Provide only the number of lines below that hold "FileNode".

Items listed in a dataset:

▬▬▬▬▬▬▬▬▬▬

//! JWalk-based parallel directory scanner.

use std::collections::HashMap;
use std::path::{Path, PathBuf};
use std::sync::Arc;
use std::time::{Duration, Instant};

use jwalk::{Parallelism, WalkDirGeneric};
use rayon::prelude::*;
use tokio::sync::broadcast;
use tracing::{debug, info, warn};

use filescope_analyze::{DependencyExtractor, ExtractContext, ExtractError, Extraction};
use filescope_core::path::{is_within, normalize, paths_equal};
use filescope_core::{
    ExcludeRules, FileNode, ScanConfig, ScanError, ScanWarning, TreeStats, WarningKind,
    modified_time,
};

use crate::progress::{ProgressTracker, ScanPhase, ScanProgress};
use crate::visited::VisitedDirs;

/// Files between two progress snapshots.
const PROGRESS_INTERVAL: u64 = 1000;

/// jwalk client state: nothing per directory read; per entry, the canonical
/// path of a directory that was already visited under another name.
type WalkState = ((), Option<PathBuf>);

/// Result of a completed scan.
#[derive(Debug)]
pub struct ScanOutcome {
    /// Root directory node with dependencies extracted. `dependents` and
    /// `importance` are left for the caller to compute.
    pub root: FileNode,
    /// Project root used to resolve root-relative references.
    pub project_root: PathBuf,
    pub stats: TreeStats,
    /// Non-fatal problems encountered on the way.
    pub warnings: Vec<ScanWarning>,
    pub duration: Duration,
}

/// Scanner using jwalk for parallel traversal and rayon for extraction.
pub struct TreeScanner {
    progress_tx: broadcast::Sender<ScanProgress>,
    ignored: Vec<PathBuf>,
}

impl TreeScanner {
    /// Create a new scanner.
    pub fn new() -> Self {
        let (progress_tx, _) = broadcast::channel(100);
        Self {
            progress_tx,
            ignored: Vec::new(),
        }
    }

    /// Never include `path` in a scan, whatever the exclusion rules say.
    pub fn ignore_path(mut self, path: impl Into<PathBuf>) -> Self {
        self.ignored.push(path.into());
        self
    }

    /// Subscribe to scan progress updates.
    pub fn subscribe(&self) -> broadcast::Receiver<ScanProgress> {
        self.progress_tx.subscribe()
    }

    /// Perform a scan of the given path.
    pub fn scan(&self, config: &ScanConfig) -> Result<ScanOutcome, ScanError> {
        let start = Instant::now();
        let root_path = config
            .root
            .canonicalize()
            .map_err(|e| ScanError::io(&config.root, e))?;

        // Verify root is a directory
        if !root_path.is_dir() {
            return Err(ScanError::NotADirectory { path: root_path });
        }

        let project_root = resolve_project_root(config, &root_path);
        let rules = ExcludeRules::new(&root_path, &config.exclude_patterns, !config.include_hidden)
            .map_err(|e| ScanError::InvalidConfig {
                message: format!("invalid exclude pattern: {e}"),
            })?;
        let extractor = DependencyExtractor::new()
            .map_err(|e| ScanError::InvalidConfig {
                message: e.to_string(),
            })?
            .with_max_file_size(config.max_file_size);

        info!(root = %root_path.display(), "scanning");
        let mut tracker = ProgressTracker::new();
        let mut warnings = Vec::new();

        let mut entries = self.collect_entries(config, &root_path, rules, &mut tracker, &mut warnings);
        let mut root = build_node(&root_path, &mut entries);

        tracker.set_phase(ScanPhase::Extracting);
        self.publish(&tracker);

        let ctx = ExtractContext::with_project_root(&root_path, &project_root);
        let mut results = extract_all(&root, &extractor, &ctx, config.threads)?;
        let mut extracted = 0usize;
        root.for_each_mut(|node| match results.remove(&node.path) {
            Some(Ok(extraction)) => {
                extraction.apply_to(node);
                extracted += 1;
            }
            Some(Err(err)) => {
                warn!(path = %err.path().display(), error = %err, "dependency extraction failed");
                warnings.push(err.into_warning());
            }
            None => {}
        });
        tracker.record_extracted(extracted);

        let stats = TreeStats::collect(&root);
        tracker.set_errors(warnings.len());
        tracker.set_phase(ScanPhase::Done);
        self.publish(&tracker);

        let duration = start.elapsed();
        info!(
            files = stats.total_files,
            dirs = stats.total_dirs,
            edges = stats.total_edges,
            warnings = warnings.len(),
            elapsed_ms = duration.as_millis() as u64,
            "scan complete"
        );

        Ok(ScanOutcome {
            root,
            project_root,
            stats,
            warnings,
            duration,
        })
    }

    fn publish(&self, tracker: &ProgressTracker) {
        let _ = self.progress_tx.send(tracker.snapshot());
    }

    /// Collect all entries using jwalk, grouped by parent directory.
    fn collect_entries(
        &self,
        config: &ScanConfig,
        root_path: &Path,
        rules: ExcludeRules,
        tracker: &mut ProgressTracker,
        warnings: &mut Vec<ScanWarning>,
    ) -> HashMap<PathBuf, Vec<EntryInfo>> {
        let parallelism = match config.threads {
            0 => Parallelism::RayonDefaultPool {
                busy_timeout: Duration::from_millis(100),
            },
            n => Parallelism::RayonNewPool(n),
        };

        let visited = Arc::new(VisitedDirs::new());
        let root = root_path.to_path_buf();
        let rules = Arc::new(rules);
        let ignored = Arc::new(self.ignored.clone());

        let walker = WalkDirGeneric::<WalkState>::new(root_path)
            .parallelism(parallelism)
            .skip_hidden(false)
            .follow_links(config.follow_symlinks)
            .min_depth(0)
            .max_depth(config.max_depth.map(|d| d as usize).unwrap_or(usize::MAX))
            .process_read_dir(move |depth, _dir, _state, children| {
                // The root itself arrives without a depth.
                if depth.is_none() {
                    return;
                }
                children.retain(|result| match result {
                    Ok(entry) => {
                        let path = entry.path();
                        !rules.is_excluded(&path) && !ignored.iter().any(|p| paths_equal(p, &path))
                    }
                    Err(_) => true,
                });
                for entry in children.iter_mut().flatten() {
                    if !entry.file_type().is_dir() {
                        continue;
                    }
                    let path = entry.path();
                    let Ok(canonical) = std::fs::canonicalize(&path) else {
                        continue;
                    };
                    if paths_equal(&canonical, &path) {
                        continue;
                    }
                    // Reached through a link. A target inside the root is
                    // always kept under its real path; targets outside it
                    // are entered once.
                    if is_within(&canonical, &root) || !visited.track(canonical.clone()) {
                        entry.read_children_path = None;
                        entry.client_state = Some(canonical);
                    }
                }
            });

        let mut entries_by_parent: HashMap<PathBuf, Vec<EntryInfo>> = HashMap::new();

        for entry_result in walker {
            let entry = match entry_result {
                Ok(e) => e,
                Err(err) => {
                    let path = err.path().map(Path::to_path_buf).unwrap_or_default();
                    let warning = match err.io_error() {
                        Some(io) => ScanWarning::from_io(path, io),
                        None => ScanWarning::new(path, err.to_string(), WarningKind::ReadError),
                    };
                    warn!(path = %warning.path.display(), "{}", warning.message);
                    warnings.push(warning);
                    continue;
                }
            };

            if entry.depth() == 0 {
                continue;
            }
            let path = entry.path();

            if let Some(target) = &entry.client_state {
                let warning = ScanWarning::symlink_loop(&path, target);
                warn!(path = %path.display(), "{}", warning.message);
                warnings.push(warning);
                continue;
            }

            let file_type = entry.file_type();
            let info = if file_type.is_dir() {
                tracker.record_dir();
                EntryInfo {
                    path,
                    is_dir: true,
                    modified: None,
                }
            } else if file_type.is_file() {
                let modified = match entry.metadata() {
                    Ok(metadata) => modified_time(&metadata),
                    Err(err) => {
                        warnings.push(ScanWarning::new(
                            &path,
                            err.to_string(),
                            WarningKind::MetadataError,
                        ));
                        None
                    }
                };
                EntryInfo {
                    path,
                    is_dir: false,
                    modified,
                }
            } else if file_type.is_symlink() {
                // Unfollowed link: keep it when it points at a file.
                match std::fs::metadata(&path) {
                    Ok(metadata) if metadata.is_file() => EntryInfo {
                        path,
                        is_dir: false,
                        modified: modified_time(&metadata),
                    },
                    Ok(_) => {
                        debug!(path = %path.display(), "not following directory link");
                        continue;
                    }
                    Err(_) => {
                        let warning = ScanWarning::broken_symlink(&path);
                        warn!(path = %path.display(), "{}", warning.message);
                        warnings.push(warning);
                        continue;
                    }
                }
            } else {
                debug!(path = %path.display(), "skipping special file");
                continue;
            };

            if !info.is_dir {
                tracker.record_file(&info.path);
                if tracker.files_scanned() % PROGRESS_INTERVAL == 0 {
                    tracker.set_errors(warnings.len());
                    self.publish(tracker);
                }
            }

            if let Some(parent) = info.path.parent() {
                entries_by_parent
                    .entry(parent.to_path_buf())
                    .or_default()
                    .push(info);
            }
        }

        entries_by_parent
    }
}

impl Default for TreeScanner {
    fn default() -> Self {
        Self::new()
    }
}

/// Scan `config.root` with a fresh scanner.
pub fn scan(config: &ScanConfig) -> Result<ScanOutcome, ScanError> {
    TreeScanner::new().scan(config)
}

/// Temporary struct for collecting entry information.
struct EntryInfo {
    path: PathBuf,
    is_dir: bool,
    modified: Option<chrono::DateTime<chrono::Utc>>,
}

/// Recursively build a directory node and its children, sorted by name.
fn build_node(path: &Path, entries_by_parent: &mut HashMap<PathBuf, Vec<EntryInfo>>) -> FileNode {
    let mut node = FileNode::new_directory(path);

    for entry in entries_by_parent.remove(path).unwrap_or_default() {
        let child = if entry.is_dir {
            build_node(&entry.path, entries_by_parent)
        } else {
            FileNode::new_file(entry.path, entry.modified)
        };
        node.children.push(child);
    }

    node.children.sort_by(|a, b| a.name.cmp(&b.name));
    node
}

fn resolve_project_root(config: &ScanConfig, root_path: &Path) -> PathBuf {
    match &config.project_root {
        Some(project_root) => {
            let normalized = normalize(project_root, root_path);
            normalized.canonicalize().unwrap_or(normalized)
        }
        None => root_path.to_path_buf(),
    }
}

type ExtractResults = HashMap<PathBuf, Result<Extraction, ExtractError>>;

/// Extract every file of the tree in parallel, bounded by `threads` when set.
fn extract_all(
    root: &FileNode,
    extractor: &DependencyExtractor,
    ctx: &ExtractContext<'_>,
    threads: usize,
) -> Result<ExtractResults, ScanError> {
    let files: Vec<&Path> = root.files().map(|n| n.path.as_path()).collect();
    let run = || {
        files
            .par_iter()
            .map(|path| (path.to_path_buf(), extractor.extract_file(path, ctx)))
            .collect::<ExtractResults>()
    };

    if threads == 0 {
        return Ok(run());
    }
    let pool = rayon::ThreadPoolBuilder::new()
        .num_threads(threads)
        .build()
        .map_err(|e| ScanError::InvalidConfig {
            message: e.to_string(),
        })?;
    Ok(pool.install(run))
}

▬▬▬▬▬▬▬▬▬▬

■ **Answer to this task**: 6